Snatch
Introduction
In the snatch, the barbell is lifted from the ground to overhead in one explosive movement.
Grip
The snatch is usually performed with a much wider grip than the clean. This reduces the distance the bar must travel, and makes it easier to achieve the correct shoulder position with the bar directly over the lifter’s center of gravity (middle of foot). Typically with the correct grip, the overhead position of the bar should be 8–12 inches above the head.
Basic Learning Progression
The snatch is not so much a lift as it is an explosive jump. You are literally jumping the barbell as high as you can and then pulling yourself underneath it. The following learning progression follows what is taught by Mike Bergener. It trains the movement starting from the hang position (the top of the deadlift). This eliminates the need to worry about deadlift form, and the transition from the deadlift to the use of the arms.
The following movements should be learned using a pvc pipe as a barbell substitute. Only after you are comfortable with the movements should you add weight.
Foot Position
The snatch starts with your feet in the jumping position. This position is similar to what you use for a box jump—feet directly beneath the hips.
In the landing position, the feet are slightly outside the hips and angled out. This is similar to the foot position of an air squat, which makes sense because you will be catching the bar in a full squat position.
Practice moving your feet from the jumping position to the landing position. First do this by stepping your feet one at a time. Once you are comfortable with that, do it by jumping your feet out. You want to burn this into your brain so that your feet jump to exactly the correct position every time.
Dip, Drive, and Shrug
With your feet in the jumping position, practice doing a small dip and drive. The dip is more like what you would do before a jump, not the beginning of a squat. Your knees go forward instead of your butt going back. The dip is followed by a vertical drive back to standing position.
Once you are comfortable with the dip and drive, add a shoulder shrug at the end. Your arms should be straight (holding the pvc pipe or bar at the hips). After your legs and hips are fully extended from the drive, the shoulders shrug forcefully, pulling the bar as high as possible without bending the elbows.
Practice the dip, drive, and shrug until you are comfortable with the feeling of full body extension at the legs and hips followed by a shoulder shrug in keeping with the Core to Extremity Principle.
Elbows High and Outside
Now we start to bring the arms into the action. At the end of the shrug in the previous movement, you will now raise the elbows high and outside. The elbows will rise to approximately the same height as the shoulders. In this position, the upper arm will be close to horizontal and the lower arm will be roughly vertical. The bar should stay very close to the body through the entire movement.

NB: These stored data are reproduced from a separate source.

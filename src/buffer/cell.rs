//! Cell: The atomic unit of terminal display.
//!
//! A cell is one code point plus a [`Style`]. Cells are small `Copy` values
//! compared structurally; the diff renderer relies on that equality to decide
//! which screen positions need to be rewritten.

use super::style::{Color, Modifiers, Style};

/// A single terminal cell.
#[derive(Clone, Copy, PartialEq, Eq, Hash)]
pub struct Cell {
    /// The character to display.
    pub ch: char,
    /// Colours and attributes.
    pub style: Style,
}

impl Default for Cell {
    fn default() -> Self {
        Self::EMPTY
    }
}

impl Cell {
    /// An empty cell (space character with the default style).
    ///
    /// Empty cells are transparent when z-planes are composited.
    pub const EMPTY: Self = Self {
        ch: ' ',
        style: Style::DEFAULT,
    };

    /// Create a cell from a character and a style.
    #[inline]
    pub const fn new(ch: char, style: Style) -> Self {
        Self { ch, style }
    }

    /// Create a cell with the default style.
    #[inline]
    pub const fn from_char(ch: char) -> Self {
        Self::new(ch, Style::DEFAULT)
    }

    /// A space with the default style.
    #[inline]
    pub fn is_empty(&self) -> bool {
        *self == Self::EMPTY
    }

    /// Copy with a different character (builder pattern).
    #[inline]
    #[must_use]
    pub const fn with_char(mut self, ch: char) -> Self {
        self.ch = ch;
        self
    }

    /// Copy with a different style (builder pattern).
    #[inline]
    #[must_use]
    pub const fn with_style(mut self, style: Style) -> Self {
        self.style = style;
        self
    }

    /// Set the foreground color (builder pattern).
    #[inline]
    #[must_use]
    pub const fn with_fg(mut self, fg: Color) -> Self {
        self.style = self.style.with_fg(fg);
        self
    }

    /// Set the background color (builder pattern).
    #[inline]
    #[must_use]
    pub const fn with_bg(mut self, bg: Color) -> Self {
        self.style = self.style.with_bg(bg);
        self
    }

    /// Add modifiers (builder pattern).
    #[inline]
    #[must_use]
    pub const fn with_modifiers(mut self, modifiers: Modifiers) -> Self {
        self.style = self.style.with_modifiers(modifiers);
        self
    }

    /// Reset the cell to empty.
    #[inline]
    pub const fn reset(&mut self) {
        *self = Self::EMPTY;
    }
}

impl std::fmt::Debug for Cell {
    fn fmt(&self, f: &mut std::fmt::Formatter<'_>) -> std::fmt::Result {
        f.debug_struct("Cell")
            .field("ch", &self.ch)
            .field("fg", &self.style.fg)
            .field("bg", &self.style.bg)
            .field("modifiers", &self.style.modifiers)
            .finish()
    }
}
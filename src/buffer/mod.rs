//! Buffer module: Core data structures for the double-buffer rendering system.
//!
//! This module contains:
//! - [`Style`] / [`Color`] / [`Modifiers`]: colours and attributes, with SGR serialisation
//! - [`Cell`]: The atomic unit of display, a code point plus a style
//! - [`Buffer`]: A layered grid of cells, composited by z-order
//! - [`Frame`]: The flattened 2D image the terminal should show
//! - [`diff`]: Diffing engine for generating minimal ANSI sequences

mod cell;
#[allow(clippy::module_inception)]
mod buffer;
pub mod diff;
mod frame;
mod style;

pub use buffer::{Buffer, DEFAULT_DEPTH};
pub use cell::Cell;
pub use diff::DiffResult;
pub use frame::Frame;
pub use style::{BasicColor, Color, Modifiers, Rgb, Style};
//! Lookup module - consumers, views, and the registries holding them.
//!
//! Provides:
//! - [`Consumer`] - one traversal step against the current node
//! - [`View`] - builds a handler for a node
//! - [`ConsumerRegistry`] / [`ViewRegistry`] - components indexed by model type
//! - [`RequestContext`] - request data passed through to views
//!
//! # Example
//!
//! ```
//! use pathwalk::lookup::{ConsumerRegistry, RequestContext, ViewRegistry};
//! use pathwalk::path::Segment;
//! use pathwalk::Node;
//!
//! #[derive(Debug)]
//! struct Root;
//!
//! #[derive(Debug)]
//! struct User(String);
//!
//! let mut consumers = ConsumerRegistry::new();
//! consumers.register(|_: &Root, segment: &Segment| Some(Node::new(User(segment.name.clone()))));
//!
//! let mut views: ViewRegistry<String> = ViewRegistry::new();
//! views.register("index", |user: &User, _: &RequestContext| format!("profile of {}", user.0));
//! ```

mod consumer;
mod context;
mod registry;

pub use consumer::{Consumed, Consumer, TypedConsumer};
pub use context::RequestContext;
pub use registry::{ConsumerRegistry, TypedView, View, ViewRegistry};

Now practice the full sequence of dip, drive, shrug, and elbows high and outside. This should be one smooth movement, but be sure not to violate the Core to Extremity Principle.
Muscle Snatch
After you are comfortable with moving the elbows high and outside, you are ready for the muscle snatch. The muscle snatch is nothing more than what you just did followed by a flip of the forearms and hands to the overhead position. The word “muscle” in the name simply means that you are not dropping your body into a squat to catch the bar. You are “muscling” the bar all the way up.
Overhead Squat
The next movement is an overhead squat. It starts in the position where the muscle snatch finishes. It is described in more detail here.
Snatch Balance
The snatch balance is a drill isolating the landing and catch of the snatch. Start with a pvc pipe resting on the shoulders behind the head with the hands in a snatch grip. With the feet in the jumping position, do a small dip and drive, jumping the bar up and the immediately dropping into the landing position in a full squat. As you drop, you should press the bar up overhead. Finish by standing up with the bar overhead similar to an overhead squat.
Putting it Together
Once you are comfortable receiving the bar overhead in a full squat landing position, you are ready to start linking the above components together into a hang snatch, and then a full snatch. The arm movements in a full snatch are the same as a muscle snatch, except instead of pulling the bar up over your head, you are pulling your body down under the bar into the landing position.
Variations
Like the clean, there are four main variations on the snatch.
| Name | Starting Position | Receiving Position |
|---|---|---|
| Squat snatch | Ground | Full squat |
| Power snatch | Ground | Partial squat |
| Hang squat snatch | Hang | Full squat |
| Hang power snatch | Hang | Partial squat |
When the words “squat” or “power” are not present, a squat snatch is usually assumed.